Перекличка с пишущими о Пушкине и Набокове ведется в обеих частях этого сборника беллетристической и эссеистической, и чем глубже наше понимание референций Барабтарло к любимым авторам, тем прозрачнее сформированный самим составом книги Codex rescriptus. Не случайно статья о Пушкине и Англии, книгу завершающая, начинается с сентенции не совсем академического толка: как бы невзначай она побуждает читателя «задуматься о том, каким образом у человека тонкой организации литературное предпочтение может определить политическое или каким обра-зом художественный вкус навязывает частные взгляды и пристрастия, до искусства собственно не относившиеся»[6]. Само эссе неторопливо сопровождает нас по ранее неосвещенному проспекту пушкинской биографии и примыкающим к нему переулкам: от вопроса о том, почему английский атташе Маженис отказался быть секундантом на роковом поединке поэта, Барабтарло уводит нас к разговору о посольстве Джона Ламбтона, лорда Дурамского, в Петербурге, а уже оттуда к редкостным и до сих пор неопубликованным дневникам леди Дурам, которые исследователь обнаружил в фамильном поместье Ламбтонов при посещении его в 1994 и 1995 годах.

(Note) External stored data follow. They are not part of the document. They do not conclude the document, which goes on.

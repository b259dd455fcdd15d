use core::fmt;

use log::info;
use petgraph::unionfind::UnionFind;

use crate::error::PathError;
use crate::grid::in_bounds;
use crate::observer::SearchObserver;
use crate::search::{find_path, Pathfinder};
use crate::{Cell, FxHashSet, FxIndexSet};

/// The inputs of a query as an interactive board holds them: bounds, endpoints and obstacles.
/// Edits happen between queries; a query only ever borrows the scenario immutably.
#[derive(Clone, Debug, PartialEq)]
pub struct Scenario {
    pub width: i32,
    pub height: i32,
    pub start: Cell,
    pub goal: Cell,
    obstacles: FxIndexSet<Cell>,
}

/// The 8x8 board with a wall along the right half of row 4.
impl Default for Scenario {
    fn default() -> Scenario {
        Scenario::new(8, 8, Cell::new(0, 0), Cell::new(7, 5))
            .with_obstacles((4..8).map(|x| Cell::new(x, 4)))
    }
}

impl Scenario {
    pub fn new(width: i32, height: i32, start: Cell, goal: Cell) -> Scenario {
        Scenario {
            width,
            height,
            start,
            goal,
            obstacles: FxIndexSet::default(),
        }
    }

    pub fn with_obstacles<I: IntoIterator<Item = Cell>>(mut self, obstacles: I) -> Scenario {
        self.obstacles.extend(obstacles);
        self
    }

    pub fn obstacles(&self) -> &FxIndexSet<Cell> {
        &self.obstacles
    }

    pub fn is_blocked(&self, cell: &Cell) -> bool {
        self.obstacles.contains(cell)
    }

    /// Blocks a free cell or frees a blocked one. Returns whether the cell is now blocked.
    pub fn toggle_obstacle(&mut self, cell: Cell) -> bool {
        if self.obstacles.shift_remove(&cell) {
            false
        } else {
            self.obstacles.insert(cell);
            true
        }
    }

    pub fn clear_obstacles(&mut self) {
        self.obstacles.clear();
    }

    pub fn set_start(&mut self, cell: Cell) {
        self.start = cell;
    }

    pub fn set_goal(&mut self, cell: Cell) {
        self.goal = cell;
    }

    /// Changes the bounds. Obstacles and endpoints are kept even if they fall outside; a query
    /// with an endpoint outside reports [PathError::OutOfBounds].
    pub fn resize(&mut self, width: i32, height: i32) {
        self.width = width;
        self.height = height;
    }

    pub fn find_path(&self) -> Result<Vec<Cell>, PathError> {
        find_path(
            self.start,
            self.goal,
            self.width,
            self.height,
            &self.obstacles,
            None,
        )
    }

    pub fn find_path_with(
        &self,
        pathfinder: &Pathfinder,
        observer: Option<&mut dyn SearchObserver>,
    ) -> Result<Vec<Cell>, PathError> {
        pathfinder.find_path(
            self.start,
            self.goal,
            self.width,
            self.height,
            &self.obstacles,
            observer,
        )
    }

    fn ix(&self, cell: &Cell) -> usize {
        cell.y as usize * self.width as usize + cell.x as usize
    }

    fn open_cell(&self, cell: &Cell) -> bool {
        in_bounds(cell, self.width, self.height) && !self.obstacles.contains(cell)
    }

    /// Links every free cell to its free right and lower neighbour.
    fn components(&self) -> UnionFind<usize> {
        let mut components = UnionFind::new(self.width.max(0) as usize * self.height.max(0) as usize);
        for y in 0..self.height {
            for x in 0..self.width {
                let point = Cell::new(x, y);
                if !self.open_cell(&point) {
                    continue;
                }
                for n in [Cell::new(x + 1, y), Cell::new(x, y + 1)] {
                    if self.open_cell(&n) {
                        components.union(self.ix(&point), self.ix(&n));
                    }
                }
            }
        }
        components
    }

    /// Checks whether start and goal are free, in bounds and on the same connected component.
    /// Unlike a search this never floods the grid cell by cell.
    pub fn reachable(&self) -> bool {
        if !self.open_cell(&self.start) || !self.open_cell(&self.goal) {
            return false;
        }
        let equiv = self
            .components()
            .equiv(self.ix(&self.start), self.ix(&self.goal));
        if !equiv {
            info!("{} and {} are on different components", self.start, self.goal);
        }
        equiv
    }

    /// Draws the board one row per line: `S` start, `G` goal, `#` obstacle, `*` path, `.` free.
    pub fn render(&self, path: &[Cell]) -> String {
        let on_path: FxHashSet<Cell> = path.iter().copied().collect();
        let mut out = String::new();
        for y in 0..self.height {
            for x in 0..self.width {
                let p = Cell::new(x, y);
                out.push(if p == self.start {
                    'S'
                } else if p == self.goal {
                    'G'
                } else if self.obstacles.contains(&p) {
                    '#'
                } else if on_path.contains(&p) {
                    '*'
                } else {
                    '.'
                });
            }
            out.push('\n');
        }
        out
    }
}

impl fmt::Display for Scenario {
    fn fmt(&self, f: &mut fmt::Formatter) -> fmt::Result {
        write!(f, "{}", self.render(&[]))
    }
}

Замечательные эти записки интересны не только тем, что опровергают известные комментарии к биографии Пушкина и его современников или выявляют малоизвестные описания прошлого например, в переписанном графиней Луизой манускрипте Томаса Бэрча о разнузданных и безотрадных ассамблеях Петра I. По словам опубликовавшего отрывки из дневников, ценны они еще и своей оригинальной достоверностью, так как «носят легкую печать никак не высказанного, но ощутимого снисходительного удивления цивилизованного путешественника при виде чересчур резких местных нравов или даже чересчур бурного проявления местных стихий». Рассказам Барабтарло присущ этот же тон: «частные взгляды и пристрастия» его Ливенов, Менгдена, Хилкова не менее отстранены от предлежащей им реальности, а сами герои не менее озадачены и не менее (за исключением Хилкова) склонны к снисходительности и благосклонной терпимости.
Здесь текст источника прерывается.